• **ABOUT THIS TASK**: Copy out the records that follow, leaving every character as it is.
--- EXTRACTED MATERIAL ---
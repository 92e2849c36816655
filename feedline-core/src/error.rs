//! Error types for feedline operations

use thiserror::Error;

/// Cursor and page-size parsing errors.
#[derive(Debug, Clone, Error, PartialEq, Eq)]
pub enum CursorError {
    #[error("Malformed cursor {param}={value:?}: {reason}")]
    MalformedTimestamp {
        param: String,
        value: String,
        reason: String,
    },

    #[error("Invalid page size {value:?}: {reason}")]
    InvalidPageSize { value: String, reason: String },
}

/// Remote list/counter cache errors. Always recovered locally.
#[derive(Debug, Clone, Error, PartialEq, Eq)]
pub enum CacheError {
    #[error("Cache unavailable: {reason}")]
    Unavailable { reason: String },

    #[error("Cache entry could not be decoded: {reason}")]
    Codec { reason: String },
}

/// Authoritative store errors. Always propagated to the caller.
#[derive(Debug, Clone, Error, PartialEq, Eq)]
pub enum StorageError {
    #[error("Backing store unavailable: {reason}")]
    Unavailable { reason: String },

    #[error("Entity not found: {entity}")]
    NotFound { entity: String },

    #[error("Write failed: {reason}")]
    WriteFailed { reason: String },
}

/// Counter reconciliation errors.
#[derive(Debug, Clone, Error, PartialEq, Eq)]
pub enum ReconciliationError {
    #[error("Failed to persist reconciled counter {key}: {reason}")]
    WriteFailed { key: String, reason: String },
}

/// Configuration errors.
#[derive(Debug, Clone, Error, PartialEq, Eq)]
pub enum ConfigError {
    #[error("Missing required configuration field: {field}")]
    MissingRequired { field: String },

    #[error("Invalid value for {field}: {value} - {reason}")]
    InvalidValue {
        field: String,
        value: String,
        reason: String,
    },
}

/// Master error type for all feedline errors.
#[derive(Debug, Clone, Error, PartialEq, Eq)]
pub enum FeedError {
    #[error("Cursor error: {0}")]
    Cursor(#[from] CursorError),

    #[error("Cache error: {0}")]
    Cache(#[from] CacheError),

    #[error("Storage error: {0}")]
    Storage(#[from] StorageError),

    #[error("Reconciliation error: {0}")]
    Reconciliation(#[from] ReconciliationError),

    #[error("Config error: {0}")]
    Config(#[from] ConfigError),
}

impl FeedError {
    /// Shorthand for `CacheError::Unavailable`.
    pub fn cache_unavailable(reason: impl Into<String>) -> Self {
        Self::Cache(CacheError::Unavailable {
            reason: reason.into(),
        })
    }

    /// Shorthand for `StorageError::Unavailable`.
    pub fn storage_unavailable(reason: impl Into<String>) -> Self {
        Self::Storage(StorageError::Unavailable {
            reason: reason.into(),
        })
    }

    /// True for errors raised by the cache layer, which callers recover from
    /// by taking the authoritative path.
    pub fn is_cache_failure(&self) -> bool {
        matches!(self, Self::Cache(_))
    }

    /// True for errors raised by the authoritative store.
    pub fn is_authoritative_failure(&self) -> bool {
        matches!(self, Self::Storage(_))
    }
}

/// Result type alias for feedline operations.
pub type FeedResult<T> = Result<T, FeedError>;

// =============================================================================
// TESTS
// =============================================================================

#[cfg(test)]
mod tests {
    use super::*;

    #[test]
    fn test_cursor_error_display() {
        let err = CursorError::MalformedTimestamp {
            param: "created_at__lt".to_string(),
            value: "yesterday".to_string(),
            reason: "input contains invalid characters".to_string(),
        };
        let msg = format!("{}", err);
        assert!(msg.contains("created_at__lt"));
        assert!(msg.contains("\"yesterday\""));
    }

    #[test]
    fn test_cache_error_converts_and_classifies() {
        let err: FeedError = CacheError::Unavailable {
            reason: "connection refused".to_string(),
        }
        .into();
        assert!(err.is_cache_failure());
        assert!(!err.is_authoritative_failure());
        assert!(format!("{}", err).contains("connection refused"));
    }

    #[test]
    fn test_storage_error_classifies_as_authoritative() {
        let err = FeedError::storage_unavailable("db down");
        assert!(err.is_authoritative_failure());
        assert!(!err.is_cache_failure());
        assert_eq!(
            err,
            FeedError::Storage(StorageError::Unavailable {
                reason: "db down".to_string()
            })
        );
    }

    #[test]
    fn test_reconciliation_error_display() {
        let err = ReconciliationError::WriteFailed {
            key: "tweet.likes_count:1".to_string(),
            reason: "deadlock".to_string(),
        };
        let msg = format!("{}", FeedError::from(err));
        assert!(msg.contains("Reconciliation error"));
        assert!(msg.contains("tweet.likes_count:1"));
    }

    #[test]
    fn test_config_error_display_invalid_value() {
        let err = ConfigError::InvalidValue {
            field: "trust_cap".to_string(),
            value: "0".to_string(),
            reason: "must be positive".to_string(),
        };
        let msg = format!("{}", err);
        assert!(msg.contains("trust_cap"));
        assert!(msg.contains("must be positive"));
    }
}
---
• **WRITTEN SOLUTION**:
repository 92e2849c36816655
filename feedline-core/src/error.rs
//! Error types for feedline operations

use thiserror::Error;

/// Cursor and page-size parsing errors.
#[derive(Debug, Clone, Error, PartialEq, Eq)]
pub enum CursorError {
    #[error("Malformed cursor {param}={value:?}: {reason}")]
    MalformedTimestamp {
        param: String,
        value: String,
        reason: String,
    },

    #[error("Invalid page size {value:?}: {reason}")]
    InvalidPageSize { value: String, reason: String },
}

/// Remote list/counter cache errors. Always recovered locally.
#[derive(Debug, Clone, Error, PartialEq, Eq)]
pub enum CacheError {
    #[error("Cache unavailable: {reason}")]
    Unavailable { reason: String },

    #[error("Cache entry could not be decoded: {reason}")]
    Codec { reason: String },
}

/// Authoritative store errors. Always propagated to the caller.
#[derive(Debug, Clone, Error, PartialEq, Eq)]
pub enum StorageError {
    #[error("Backing store unavailable: {reason}")]
    Unavailable { reason: String },

    #[error("Entity not found: {entity}")]
    NotFound { entity: String },

    #[error("Write failed: {reason}")]
    WriteFailed { reason: String },
}

/// Counter reconciliation errors.
#[derive(Debug, Clone, Error, PartialEq, Eq)]
pub enum ReconciliationError {
    #[error("Failed to persist reconciled counter {key}: {reason}")]
    WriteFailed { key: String, reason: String },
}

/// Configuration errors.
#[derive(Debug, Clone, Error, PartialEq, Eq)]
pub enum ConfigError {
    #[error("Missing required configuration field: {field}")]
    MissingRequired { field: String },

    #[error("Invalid value for {field}: {value} - {reason}")]
    InvalidValue {
        field: String,
        value: String,
        reason: String,
    },
}

/// Master error type for all feedline errors.
#[derive(Debug, Clone, Error, PartialEq, Eq)]
pub enum FeedError {
    #[error("Cursor error: {0}")]
    Cursor(#[from] CursorError),

    #[error("Cache error: {0}")]
    Cache(#[from] CacheError),

    #[error("Storage error: {0}")]
    Storage(#[from] StorageError),

    #[error("Reconciliation error: {0}")]
    Reconciliation(#[from] ReconciliationError),

    #[error("Config error: {0}")]
    Config(#[from] ConfigError),
}

impl FeedError {
    /// Shorthand for `CacheError::Unavailable`.
    pub fn cache_unavailable(reason: impl Into<String>) -> Self {
        Self::Cache(CacheError::Unavailable {
            reason: reason.into(),
        })
    }

    /// Shorthand for `StorageError::Unavailable`.
    pub fn storage_unavailable(reason: impl Into<String>) -> Self {
        Self::Storage(StorageError::Unavailable {
            reason: reason.into(),
        })
    }

    /// True for errors raised by the cache layer, which callers recover from
    /// by taking the authoritative path.
    pub fn is_cache_failure(&self) -> bool {
        matches!(self, Self::Cache(_))
    }

    /// True for errors raised by the authoritative store.
    pub fn is_authoritative_failure(&self) -> bool {
        matches!(self, Self::Storage(_))
    }
}

/// Result type alias for feedline operations.
pub type FeedResult<T> = Result<T, FeedError>;

// =============================================================================
// TESTS
// =============================================================================

#[cfg(test)]
mod tests {
    use super::*;

    #[test]
    fn test_cursor_error_display() {
        let err = CursorError::MalformedTimestamp {
            param: "created_at__lt".to_string(),
            value: "yesterday".to_string(),
            reason: "input contains invalid characters".to_string(),
        };
        let msg = format!("{}", err);
        assert!(msg.contains("created_at__lt"));
        assert!(msg.contains("\"yesterday\""));
    }

    #[test]
    fn test_cache_error_converts_and_classifies() {
        let err: FeedError = CacheError::Unavailable {
            reason: "connection refused".to_string(),
        }
        .into();
        assert!(err.is_cache_failure());
        assert!(!err.is_authoritative_failure());
        assert!(format!("{}", err).contains("connection refused"));
    }

    #[test]
    fn test_storage_error_classifies_as_authoritative() {
        let err = FeedError::storage_unavailable("db down");
        assert!(err.is_authoritative_failure());
        assert!(!err.is_cache_failure());
        assert_eq!(
            err,
            FeedError::Storage(StorageError::Unavailable {
                reason: "db down".to_string()
            })
        );
    }

    #[test]
    fn test_reconciliation_error_display() {
        let err = ReconciliationError::WriteFailed {
            key: "tweet.likes_count:1".to_string(),
            reason: "deadlock".to_string(),
        };
        let msg = format!("{}", FeedError::from(err));
        assert!(msg.contains("Reconciliation error"));
        assert!(msg.contains("tweet.likes_count:1"));
    }

    #[test]
    fn test_config_error_display_invalid_value() {
        let err = ConfigError::InvalidValue {
            field: "trust_cap".to_string(),
            value: "0".to_string(),
            reason: "must be positive".to_string(),
        };
        let msg = format!("{}", err);
        assert!(msg.contains("trust_cap"));
        assert!(msg.contains("must be positive"));
    }
}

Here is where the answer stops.